I am attempting to use the reqwest
crate to stream binary data in arrow-IPC format from a REST API endpoint out of my control. The reqwest::Reponse
object has a bytes_stream()
method that returns a type implementing the trait Stream<Item = Result<Bytes>>
. I'm hoping its possible to read this as a RecordBatch stream in some way, such as with arrow-ipc::reader::StreamReader
or some other implementer of the arrow_array::RecordBatchReader
trait. What's the best way to do this?
The arrow
crate does not have support for async currently (although there is an open issue for that), but the alternative arrow2
does, and luckily it also defines a conversion layer between its types and arrow
's types.
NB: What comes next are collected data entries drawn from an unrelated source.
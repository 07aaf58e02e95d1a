//! Diagnostic codes with category prefixes for structured error identification.

use serde::{Deserialize, Serialize};
use std::fmt;
use std::str::FromStr;

/// The category of a diagnostic code, determining its prefix letter.
#[derive(Clone, Copy, PartialEq, Eq, Hash, Debug, Serialize, Deserialize)]
pub enum Category {
    /// Error diagnostics, prefixed with `E`.
    Error,
    /// Warning diagnostics, prefixed with `W`.
    Warning,
    /// Informational diagnostics, prefixed with `N`.
    Note,
}

impl Category {
    /// Returns the single-character prefix for this category.
    pub fn prefix(self) -> char {
        match self {
            Category::Error => 'E',
            Category::Warning => 'W',
            Category::Note => 'N',
        }
    }

    /// Returns the category for a prefix character, if any.
    pub fn from_prefix(c: char) -> Option<Self> {
        match c {
            'E' => Some(Category::Error),
            'W' => Some(Category::Warning),
            'N' => Some(Category::Note),
            _ => None,
        }
    }
}

/// A structured diagnostic code combining a category prefix and a numeric identifier.
///
/// Displayed as the category prefix followed by a zero-padded 3-digit number,
/// e.g., `E300`, `W301`.
#[derive(Clone, Copy, PartialEq, Eq, Hash, Debug, Serialize, Deserialize)]
pub struct DiagnosticCode {
    /// The category of this diagnostic.
    pub category: Category,
    /// The numeric identifier within the category.
    pub number: u16,
}

impl DiagnosticCode {
    /// Creates a new diagnostic code.
    pub const fn new(category: Category, number: u16) -> Self {
        Self { category, number }
    }
}

impl fmt::Display for DiagnosticCode {
    fn fmt(&self, f: &mut fmt::Formatter<'_>) -> fmt::Result {
        write!(f, "{}{:03}", self.category.prefix(), self.number)
    }
}

/// The error returned when a string is not a valid diagnostic code.
#[derive(Debug, Clone, PartialEq, Eq)]
pub struct ParseCodeError(pub String);

impl fmt::Display for ParseCodeError {
    fn fmt(&self, f: &mut fmt::Formatter<'_>) -> fmt::Result {
        write!(f, "invalid diagnostic code '{}'", self.0)
    }
}

impl std::error::Error for ParseCodeError {}

impl FromStr for DiagnosticCode {
    type Err = ParseCodeError;

    fn from_str(s: &str) -> Result<Self, Self::Err> {
        let err = || ParseCodeError(s.to_string());
        let mut chars = s.chars();
        let category = chars.next().and_then(Category::from_prefix).ok_or_else(err)?;
        let digits = chars.as_str();
        if digits.is_empty() || !digits.chars().all(|c| c.is_ascii_digit()) {
            return Err(err());
        }
        let number = digits.parse::<u16>().map_err(|_| err())?;
        Ok(Self { category, number })
    }
}

#[cfg(test)]
mod tests {
    use super::*;

    #[test]
    fn category_prefixes() {
        assert_eq!(Category::Error.prefix(), 'E');
        assert_eq!(Category::Warning.prefix(), 'W');
        assert_eq!(Category::Note.prefix(), 'N');
        assert_eq!(Category::from_prefix('W'), Some(Category::Warning));
        assert_eq!(Category::from_prefix('X'), None);
    }

    #[test]
    fn display_format() {
        let code = DiagnosticCode::new(Category::Error, 300);
        assert_eq!(format!("{code}"), "E300");

        let code = DiagnosticCode::new(Category::Warning, 3);
        assert_eq!(format!("{code}"), "W003");
    }

    #[test]
    fn parse_valid() {
        let code: DiagnosticCode = "W301".parse().unwrap();
        assert_eq!(code, DiagnosticCode::new(Category::Warning, 301));
        let code: DiagnosticCode = "E007".parse().unwrap();
        assert_eq!(code.number, 7);
    }

    #[test]
    fn parse_invalid() {
        assert!("".parse::<DiagnosticCode>().is_err());
        assert!("W".parse::<DiagnosticCode>().is_err());
        assert!("X300".parse::<DiagnosticCode>().is_err());
        assert!("W30a".parse::<DiagnosticCode>().is_err());
        assert!("W+30".parse::<DiagnosticCode>().is_err());
        assert_eq!(
            "Q1".parse::<DiagnosticCode>().unwrap_err().to_string(),
            "invalid diagnostic code 'Q1'"
        );
    }
}
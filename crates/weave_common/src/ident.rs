//! Interned identifiers for cheap cloning and O(1) equality comparison.

use lasso::ThreadedRodeo;
use serde::{Deserialize, Serialize};

/// An interned string: object ids, names, attribute keys and attribute values.
///
/// Identifiers are `u32` indices into the [`Interner`] owned by one database.
/// An `Ident` is only meaningful for the interner that produced it.
#[derive(Clone, Copy, PartialEq, Eq, PartialOrd, Ord, Hash, Debug, Serialize, Deserialize)]
pub struct Ident(u32);

impl Ident {
    /// Creates an `Ident` from a raw `u32` index.
    ///
    /// This is primarily intended for testing. In normal use, identifiers
    /// are created through [`Interner::get_or_intern`].
    pub fn from_raw(index: u32) -> Self {
        Self(index)
    }

    /// Returns the raw `u32` index of this identifier.
    pub fn as_raw(self) -> u32 {
        self.0
    }
}

// SAFETY: `Ident` wraps a `u32` which is always a valid `usize` on 32-bit and
// 64-bit platforms. `try_from_usize` rejects values that don't fit in `u32`.
unsafe impl lasso::Key for Ident {
    fn into_usize(self) -> usize {
        self.0 as usize
    }

    fn try_from_usize(int: usize) -> Option<Self> {
        u32::try_from(int).ok().map(Ident)
    }
}

/// String arena backed by [`lasso::ThreadedRodeo`].
///
/// Every generated identifier and attribute string is stored once, so the
/// repeated `_i`/`_o` pin names and `true`/`false` attribute values of a large
/// design share storage. Interning takes `&self`, which lets the database
/// intern new strings while it holds borrows into its object arena.
pub struct Interner {
    rodeo: ThreadedRodeo<Ident>,
}

impl Interner {
    /// Creates a new empty interner.
    pub fn new() -> Self {
        Self {
            rodeo: ThreadedRodeo::new(),
        }
    }

    /// Interns a string, returning its [`Ident`]. If the string was already
    /// interned, returns the existing identifier without allocating.
    pub fn get_or_intern(&self, s: &str) -> Ident {
        self.rodeo.get_or_intern(s)
    }

    /// Returns the identifier of an already interned string, without interning it.
    pub fn get(&self, s: &str) -> Option<Ident> {
        self.rodeo.get(s)
    }

    /// Resolves an [`Ident`] back to its string value.
    ///
    /// # Panics
    ///
    /// Panics if the `Ident` was not created by this interner.
    pub fn resolve(&self, ident: Ident) -> &str {
        self.rodeo.resolve(&ident)
    }

    /// Returns the number of distinct strings stored.
    pub fn len(&self) -> usize {
        self.rodeo.len()
    }

    /// Returns `true` if no string has been interned yet.
    pub fn is_empty(&self) -> bool {
        self.rodeo.is_empty()
    }
}

impl Default for Interner {
    fn default() -> Self {
        Self::new()
    }
}

impl std::fmt::Debug for Interner {
    fn fmt(&self, f: &mut std::fmt::Formatter<'_>) -> std::fmt::Result {
        f.debug_struct("Interner")
            .field("strings", &self.len())
            .finish()
    }
}
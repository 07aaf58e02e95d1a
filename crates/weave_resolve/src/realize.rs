//! Tree Realizer: creates the concrete objects for a reduced tree.
//!
//! The tree is visited top-down. Each hop creates one object and hands its
//! name down, so a child instance knows which signal of its parent module
//! to connect to. A hop whose object cannot be created is reported and
//! skipped; its name is still handed down so the rest of the tree stays
//! consistent.

use tracing::trace;
use weave_common::{InternalError, WeaveResult};
use weave_db::{Database, DbError, ObjectId, ObjectKind};
use weave_diagnostics::DiagnosticSink;

use crate::errors;
use crate::merge::ConnTree;
use crate::names::{pin_name, signal_name};
use crate::walker::ConnNode;

/// What a request realizes.
#[derive(Debug, Clone, Copy, PartialEq, Eq)]
pub enum Mode<'a> {
    /// Declarations, ports and pins.
    Signal,
    /// Parameters and adjustments.
    Parameter {
        /// The value of the root parameter.
        default_value: &'a str,
        /// Whether the root parameter is module-local.
        local: bool,
    },
}

/// Materializes a reduced tree into the database.
pub struct Realizer<'a> {
    db: &'a mut Database,
    sink: &'a DiagnosticSink,
    request: String,
    name: String,
    mode: Mode<'a>,
    created: Vec<ObjectId>,
}

impl<'a> Realizer<'a> {
    /// Creates a realizer for the signal or parameter `name`.
    ///
    /// `request` labels diagnostics, e.g. `connection data`.
    pub fn new(
        db: &'a mut Database,
        sink: &'a DiagnosticSink,
        request: impl Into<String>,
        name: impl Into<String>,
        mode: Mode<'a>,
    ) -> Self {
        Self {
            db,
            sink,
            request: request.into(),
            name: name.into(),
            mode,
            created: Vec::new(),
        }
    }

    /// Realizes `tree`, returning the created objects in creation order.
    pub fn realize(mut self, tree: &ConnTree) -> WeaveResult<Vec<ObjectId>> {
        self.visit(tree, None, true)?;
        Ok(self.created)
    }

    fn visit(&mut self, tree: &ConnTree, parent_name: Option<&str>, is_root: bool) -> WeaveResult<()> {
        let node = &tree.node;
        let kind = self.db.object(node.object).map(|o| o.kind());
        let name = match (kind, self.mode) {
            (Some(ObjectKind::Module), Mode::Signal) => {
                self.signal_module(node, parent_name, is_root)?
            }
            (Some(ObjectKind::Instance), Mode::Signal) => self.signal_instance(node, parent_name)?,
            (Some(ObjectKind::Module), Mode::Parameter { default_value, local }) => {
                self.param_module(node, parent_name, is_root, default_value, local)?
            }
            (Some(ObjectKind::Instance), Mode::Parameter { default_value, local }) => {
                self.param_instance(node, parent_name, is_root, default_value, local)?
            }
            _ => {
                return Err(InternalError::new(format!(
                    "{}: cannot realize '{}'",
                    self.request,
                    self.db.describe(node.object)
                )))
            }
        };
        for child in &tree.children {
            self.visit(child, Some(&name), false)?;
        }
        Ok(())
    }

    fn local_name(&self, node: &ConnNode) -> String {
        node.local_name
            .map_or_else(|| self.name.clone(), |n| self.db.resolve(n).to_string())
    }

    fn inherited_name(&self, node: &ConnNode, parent_name: Option<&str>) -> WeaveResult<String> {
        parent_name.map(str::to_string).ok_or_else(|| {
            InternalError::new(format!(
                "{}: module hop '{}' has no parent",
                self.request,
                self.db.describe(node.object)
            ))
        })
    }

    fn signal_module(
        &mut self,
        node: &ConnNode,
        parent_name: Option<&str>,
        is_root: bool,
    ) -> WeaveResult<String> {
        if !is_root {
            let name = self.inherited_name(node, parent_name)?;
            let created = self.db.add_port(node.object, &name, node.dir.port_direction());
            self.record(created, Some(node))?;
            return Ok(name);
        }

        let local = self.local_name(node);
        let name = if node.force_name {
            local
        } else {
            signal_name(&local)
        };
        let resource = self.db.module(node.object).is_some_and(|m| m.resource);
        if resource {
            let module = self.db.describe(node.object);
            self.sink.emit(errors::error_resource_content(
                &self.request,
                "declaration",
                &module,
            ));
            return Ok(name);
        }
        let created = self.db.add_declaration(node.object, &name, true, None);
        self.record(created, None)?;
        Ok(name)
    }

    fn signal_instance(&mut self, node: &ConnNode, parent_name: Option<&str>) -> WeaveResult<String> {
        let connection = self.connection_name(node, parent_name, "");
        let local = self.local_name(node);
        let name = if node.force_name {
            local
        } else {
            pin_name(&local, node.dir)
        };
        let created = self.db.add_pin(node.object, &name, &connection, node.invert);
        self.record(created, Some(node))?;
        Ok(name)
    }

    fn param_module(
        &mut self,
        node: &ConnNode,
        parent_name: Option<&str>,
        is_root: bool,
        default_value: &str,
        local: bool,
    ) -> WeaveResult<String> {
        let (name, local) = if is_root {
            (self.local_name(node), local)
        } else {
            (self.inherited_name(node, parent_name)?, false)
        };
        let created = self.db.add_parameter(node.object, &name, default_value, local);
        self.record(created, None)?;
        Ok(name)
    }

    fn param_instance(
        &mut self,
        node: &ConnNode,
        parent_name: Option<&str>,
        is_root: bool,
        default_value: &str,
        local: bool,
    ) -> WeaveResult<String> {
        if is_root && local {
            let root = self.db.describe(node.object);
            self.sink
                .emit(errors::error_local_param_root(&self.request, &root));
        }
        let value = self.connection_name(node, parent_name, default_value);
        let name = self.local_name(node);
        let created = self.db.add_adjustment(node.object, &name, &value);
        self.record(created, None)?;
        Ok(name)
    }

    /// The parent-assigned name of an instance hop, or `fallback` with `E301`.
    fn connection_name(&self, node: &ConnNode, parent_name: Option<&str>, fallback: &str) -> String {
        match parent_name {
            Some(name) => name.to_string(),
            None => {
                let instance = self.db.describe(node.object);
                self.sink
                    .emit(errors::error_missing_parent_name(&self.request, &instance));
                fallback.to_string()
            }
        }
    }

    /// Keeps a created object, or reports the collision that prevented it.
    ///
    /// `directed` is the hop of a port or pin, which also reports a
    /// direction conflict recorded while merging.
    fn record(
        &mut self,
        created: Result<ObjectId, DbError>,
        directed: Option<&ConnNode>,
    ) -> WeaveResult<()> {
        match created {
            Ok(id) => {
                let object_id = self.db.describe(id);
                trace!(object = %object_id, "realized");
                if directed.is_some_and(|n| n.dir_conflict) {
                    self.sink
                        .emit(errors::warn_direction_conflict(&self.request, &object_id));
                }
                self.created.push(id);
                Ok(())
            }
            Err(DbError::IdExists { id }) => {
                self.sink.emit(errors::error_id_collision(&self.request, &id));
                Ok(())
            }
            Err(DbError::Internal(e)) => Err(e),
            Err(e) => Err(InternalError::new(format!("{}: {e}", self.request))),
        }
    }
}
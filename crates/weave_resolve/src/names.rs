//! Generated names for realized ports, pins and declarations.

use crate::endpoint::ConnectionDir;

/// Upper-case suffixes are used when the base has letters and none is lower-case.
fn is_upper_case(base: &str) -> bool {
    base.chars().any(|c| c.is_alphabetic()) && !base.chars().any(|c| c.is_lowercase())
}

fn with_suffix(base: &str, suffix: &str) -> String {
    if is_upper_case(base) {
        format!("{base}{}", suffix.to_uppercase())
    } else {
        format!("{base}{suffix}")
    }
}

/// Name of a port or pin carrying `base` in direction `dir`.
///
/// A direction suffix already on `base` is replaced, not doubled.
pub fn pin_name(base: &str, dir: ConnectionDir) -> String {
    let suffix = match dir {
        ConnectionDir::Up => "_o",
        ConnectionDir::Bidir => "_b",
        ConnectionDir::Down | ConnectionDir::Default => "_i",
    };
    with_suffix(strip_direction_suffix(base), suffix)
}

/// Name of a module-internal signal carrying `base`.
pub fn signal_name(base: &str) -> String {
    with_suffix(base, "_s")
}

/// Strips a trailing `_i`, `_o` or `_b` (either case); other names are returned as is.
pub fn strip_direction_suffix(name: &str) -> &str {
    match name.len().checked_sub(2).and_then(|at| name.get(at..).map(|s| (at, s))) {
        Some((at, "_i" | "_o" | "_b" | "_I" | "_O" | "_B")) if at > 0 => &name[..at],
        _ => name,
    }
}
So this is one option (the code is quite involved because arrow2
's async support requires an AsyncRead
, but what we have is a Stream
giving Byte
s):
use std::io;
use std::pin::Pin;
use std::task::{ready, Context, Poll};
use arrow2::datatypes::Schema;
use arrow2::io::ipc::read::stream_async::AsyncStreamReader;
use arrow2::io::ipc::read::StreamMetadata;
use arrow2::io::ipc::IpcSchema;
use arrow_format::ipc::MetadataVersion;
use bytes::Bytes;
use futures::stream::Fuse;
use futures::{AsyncRead, Stream, StreamExt};
use reqwest::Client;
struct StreamAsAsyncRead<St> {
stream: Fuse<St>,
last: Option<Bytes>,
}
impl<St: Stream> StreamAsAsyncRead<St> {
fn new(stream: St) -> Self {
Self {
stream: stream.fuse(),
last: None,
}
}
}
impl<St: Stream<Item = reqwest::Result<Bytes>> + Unpin> AsyncRead for StreamAsAsyncRead<St> {
fn poll_read(
mut self: Pin<&mut Self>,
cx: &mut Context<'_>,
buf: &mut [u8],
) -> Poll<io::Result<usize>> {
let this = &mut *self;
let data = match &mut this.last {
Some(data) if !data.is_empty() => data,
last => {
let Some(next_data) = ready!(this.stream.poll_next_unpin(cx)) else {
return Poll::Ready(Ok(0));
};
let next_data = next_data.map_err(|err| io::Error::other(err))?;
last.insert(next_data)
}
};
let fill_len = std::cmp::min(buf.len(), data.len());
buf[..fill_len].copy_from_slice(&data[..fill_len]);
data.advance(fill_len);
Poll::Ready(Ok(fill_len))
}
}
#[tokio::main]
async fn main() -> Result<(), Box<dyn std::error::Error>> {
let client = Client::new();
let response = client.get("<address>").send().await?;
let data_metadata = StreamMetadata {
schema: Schema::default(),
version: MetadataVersion::V5,
ipc_schema: IpcSchema {
fields: Vec::new(),
is_little_endian: true,
},
};
let mut stream = AsyncStreamReader::new(
StreamAsAsyncRead::new(response.bytes_stream()),
data_metadata,
);
while let Some(item) = stream.next().await {
let item = item?;
for item in item.into_arrays() {
let item = arrow::array::ArrayRef::from(item);
// Do something with `item`.
}
}
Ok(())
}
Cargo.toml:
[dependencies]
arrow = "50.0.0"
reqwest = { version = "0.11.24", features = ["stream"] }
tokio = { version = "1.36.0", features = ["full"] }
bytes = "1.5.0"
futures = "0.3.30"
arrow-format = "0.8.1"
arrow2 = { version = "0.18.0", features = [
"io_ipc",
"io_ipc_read_async",
"arrow",
] }
Another, simpler option is to give up async support and just use reqwest's blocking interface:
use arrow::ipc::reader::StreamReader;
use reqwest::blocking::Client;
fn main() -> Result<(), Box<dyn std::error::Error>> {
let client = Client::new();
let response = client.get("<address>").send()?;
let reader = StreamReader::try_new(response, None)?;
for item in reader {
let item = item?;
// Do something with `item`.
}
Ok(())
}